Saturday, March 6, 2010

Enjoying a Cool, Quiet Day Off

Enjoying a cool, quiet day off

Saturday late afternoon, March 6, 2010
What a wonderful cool day this has been, the coolest I have ever experienced in Haiti. The sun has been behind the clouds all day and it is pleasant both inside and out. Beth and I pleaded for a day off today which was graciously given after 11 days without a break. This is nothing to brag about, as some of those here have had no real time off since the earthquake.

We slept in until 7:30, had a leisurely breakfast of sweet Haitian oatmeal, bread with cheese spread (Bongu!), some very watery watermelon and coffee. After that we packed up like good Girl Scouts and headed out for Verette. We actually were not that sure how to get to Verette, but we decided to chance it, knowing that we would probably find volunteer guides along the way and it is only 3 miles. So off we went. At a turn in the road, we asked directions in our best Kreyol and continued on the path we had taken, although a little worried that the directions had seemed more complicated than just ‘follow this road.’ After a while we stumbled upon the Deschapelles community clinic and were invited inside for a tour by 2 hospital employees who were there and saw us looking through the fence. As we left, I asked again in my best Kreyol if we were going the right direction and found that we were not. I paid a small guide fee to be led to the correct road. We ended up walking back to where we started, then down the ‘corridor’ through town to the main road. We were actually looking for the dirt path, but this did not seem to be working out, so we set off down the road. Along the way, we had picked up another ‘guide’ who wanted to sell us baskets. He tagged along on the promise that we would look later. We were eventually able to cut across a field and pick up the dirt path where there were only honking motorcycles to dodge, rather than tap taps and trucks.

The market was wall to wall people with narrow passages between the tables and other wares spread on the ground. We found cookies, tomatoes, and some thin wire to use as string; 3 of the 4 things we were looking for. One woman was very disappointed when we did not buy her tomatoes because she did not have enough change for our 50 gourdes note for a 5 gourdes purchase. Perhaps she hoped we would just give her the whole bill, but she did not try to chase us when we walked away so she probably did have less than 50 gourdes with her (about $1.25). Overpaying may have been the right thing to do, but if others had noticed, we would have been swamped.

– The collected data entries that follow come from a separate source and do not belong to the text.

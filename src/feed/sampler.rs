use tracing::debug;

use super::titles::generate_title;
use crate::catalog::MediaRef;
use crate::random::{shuffle, RandomSource};

/// Sidebar size used when nothing is configured
pub const DEFAULT_RECOMMENDATIONS: usize = 20;

/// A recommended item with its own throwaway title
#[derive(Debug, Clone)]
pub struct Recommendation {
    pub media: MediaRef,
    pub title: String,
}

/// Random "up next" picks for the sidebar.
///
/// Nothing is cached: every playback change draws a new sample.
#[derive(Debug, Clone)]
pub struct RecommendationSampler {
    count: usize,
}

impl Default for RecommendationSampler {
    fn default() -> Self {
        Self::new(DEFAULT_RECOMMENDATIONS)
    }
}

impl RecommendationSampler {
    pub fn new(count: usize) -> Self {
        Self { count }
    }

    pub fn count(&self) -> usize {
        self.count
    }

    /// Uniform sample without replacement of up to `k` items from `pool`,
    /// skipping every entry whose path equals `excluding`.
    pub fn sample<R: RandomSource + ?Sized>(
        &self,
        pool: &[MediaRef],
        excluding: &str,
        k: usize,
        rng: &mut R,
    ) -> Vec<MediaRef> {
        let mut eligible: Vec<MediaRef> = pool
            .iter()
            .filter(|m| m.video_path != excluding)
            .cloned()
            .collect();

        shuffle(&mut eligible, rng);
        eligible.truncate(k);

        debug!(
            "Sampled {} of {} eligible recommendations (excluding '{}')",
            eligible.len(),
            pool.len(),
            excluding
        );
        eligible
    }

    /// Sample with the configured size and attach titles
    pub fn recommend<R: RandomSource + ?Sized>(
        &self,
        pool: &[MediaRef],
        playing: &str,
        rng: &mut R,
    ) -> Vec<Recommendation> {
        self.sample(pool, playing, self.count, rng)
            .into_iter()
            .map(|media| Recommendation {
                title: generate_title(rng),
                media,
            })
            .collect()
    }
}

#[cfg(test)]
mod tests {
    use super::*;
    use crate::catalog::MediaDescriptor;
    use crate::random::ScriptedRandom;
    use rand::rngs::StdRng;
    use rand::SeedableRng;
    use std::collections::{HashMap, HashSet};
    use std::sync::Arc;

    fn pool(count: usize) -> Vec<MediaRef> {
        (0..count)
            .map(|i| Arc::new(MediaDescriptor::new(format!("P/{:02}.mp4", i), Some("t.webp"))))
            .collect()
    }

    #[test]
    fn test_sample_size_and_exclusion() {
        let sampler = RecommendationSampler::default();
        let mut rng = StdRng::seed_from_u64(11);

        for size in [1usize, 2, 10, 20, 21, 40] {
            let items = pool(size);
            let playing = items[0].video_path.clone();
            let picked = sampler.sample(&items, &playing, 20, &mut rng);

            assert_eq!(picked.len(), 20.min(size - 1), "pool of {}", size);
            assert!(picked.iter().all(|m| m.video_path != playing));
            let distinct: HashSet<&str> = picked.iter().map(|m| m.video_path.as_str()).collect();
            assert_eq!(distinct.len(), picked.len());
        }
    }

    #[test]
    fn test_unknown_exclusion_keeps_everything_eligible() {
        let sampler = RecommendationSampler::new(5);
        let items = pool(3);
        let picked = sampler.sample(&items, "not/here.mp4", 5, &mut StdRng::seed_from_u64(2));
        assert_eq!(picked.len(), 3);
    }

    #[test]
    fn test_scripted_sample_is_exact() {
        let sampler = RecommendationSampler::new(2);
        let items = pool(4);
        // eligible = [01, 02, 03]; i=2 -> j=0 -> [03, 02, 01]; i=1 -> j=1 -> unchanged
        let mut rng = ScriptedRandom::new(vec![0.0, 0.9]);
        let picked = sampler.sample(&items, "P/00.mp4", 2, &mut rng);
        let got: Vec<&str> = picked.iter().map(|m| m.video_path.as_str()).collect();
        assert_eq!(got, vec!["P/03.mp4", "P/02.mp4"]);
    }

    #[test]
    fn test_every_item_gets_picked_eventually() {
        let sampler = RecommendationSampler::new(1);
        let items = pool(4);
        let mut rng = StdRng::seed_from_u64(77);
        let mut hits: HashMap<String, usize> = HashMap::new();
        for _ in 0..3000 {
            for media in sampler.sample(&items, "P/00.mp4", 1, &mut rng) {
                *hits.entry(media.video_path.clone()).or_insert(0) += 1;
            }
        }
        assert_eq!(hits.len(), 3);
        assert!(hits.values().all(|&n| n > 850 && n < 1150));
    }

    #[test]
    fn test_recommend_attaches_titles() {
        let sampler = RecommendationSampler::new(3);
        let items = pool(6);
        let recs = sampler.recommend(&items, "P/01.mp4", &mut StdRng::seed_from_u64(4));
        assert_eq!(recs.len(), 3);
        assert!(recs.iter().all(|r| !r.title.is_empty() && r.media.video_path != "P/01.mp4"));
    }

    #[test]
    fn test_empty_pool() {
        let sampler = RecommendationSampler::default();
        let picked = sampler.sample(&[], "x", 20, &mut ScriptedRandom::constant(0.2));
        assert!(picked.is_empty());
    }
}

One of the best things about coming to Haiti is that your usual roles are often turned upside down, always a good experience for getting out of your rut. I thought that I had given up academics 8 years ago, but here I find myself doing classroom teaching again for the Rehab Tech students. Then at the end of the week, I the former teacher was asked to return to helping on the wards and Beth, always a clinical person, was asked to take over the teaching. We made the switch and Beth spent Friday teaching about the gait cycle while I returned to the wards for patient care, including several pediatric patients who are far out of my regular realm of work.

We learned from Shaun, the PT on site, that one little boy who eagerly works with us in return for a balloon and piece of hard candy each day was trapped in the rubble for SEVEN DAYS. I do not know how his little body survived and certainly wonder if I could keep my sanity that long. One of his eyes is badly infected and looks as if it may not be saved. His right hand has a nerve injury from the multiple tissue tears on his arm and is stiff and paralyzed. It will probably remain that way. His opposite foot is floppy, also due to nerve damage and lack of muscle control. He doesn’t seem to notice and has learned the rule that exercise comes before a treat. He never complains when we stretch his stiff wrist and hand; a bad sign that there is no sensation present. So he will probably go through life with one eye, one working hand, and one normal foot. But he is alive!

Amputees continue to flood into the hospital for closure of their open wounds, care for infections, and skin grafts for amputations that were done under terrible conditions. Several patients who are healed have already received prosthetic limbs, a miracle in Haiti. I hope that the international support that is making this possible throughout Haiti will continue throughout their lifetime. As the news moves on, Haiti may be easy to forget.

Beth and I will see the patients in the hospital tomorrow who need Physical Therapy, then the Haitian staff will return on Monday. There are so many rehab patients here now that plans are underway to provide some consistent weekend coverage. There are several PT’s and OT’s lined up to come and help with the extra load over the next few weeks, but more are needed. Those with experience in the developing world and skills with trauma victims and amputees are the most needed. A knowledge of French will also go a long way toward preparing you to speak basic Kreyol, and all the educated professionals in the hospital speak French. Medical rounds are now held in French as the majority of the Medical Staff is Haitian, with translation into English for us dumb one language speaking Americans!

I’ll see you in a week. Will try to post again before then.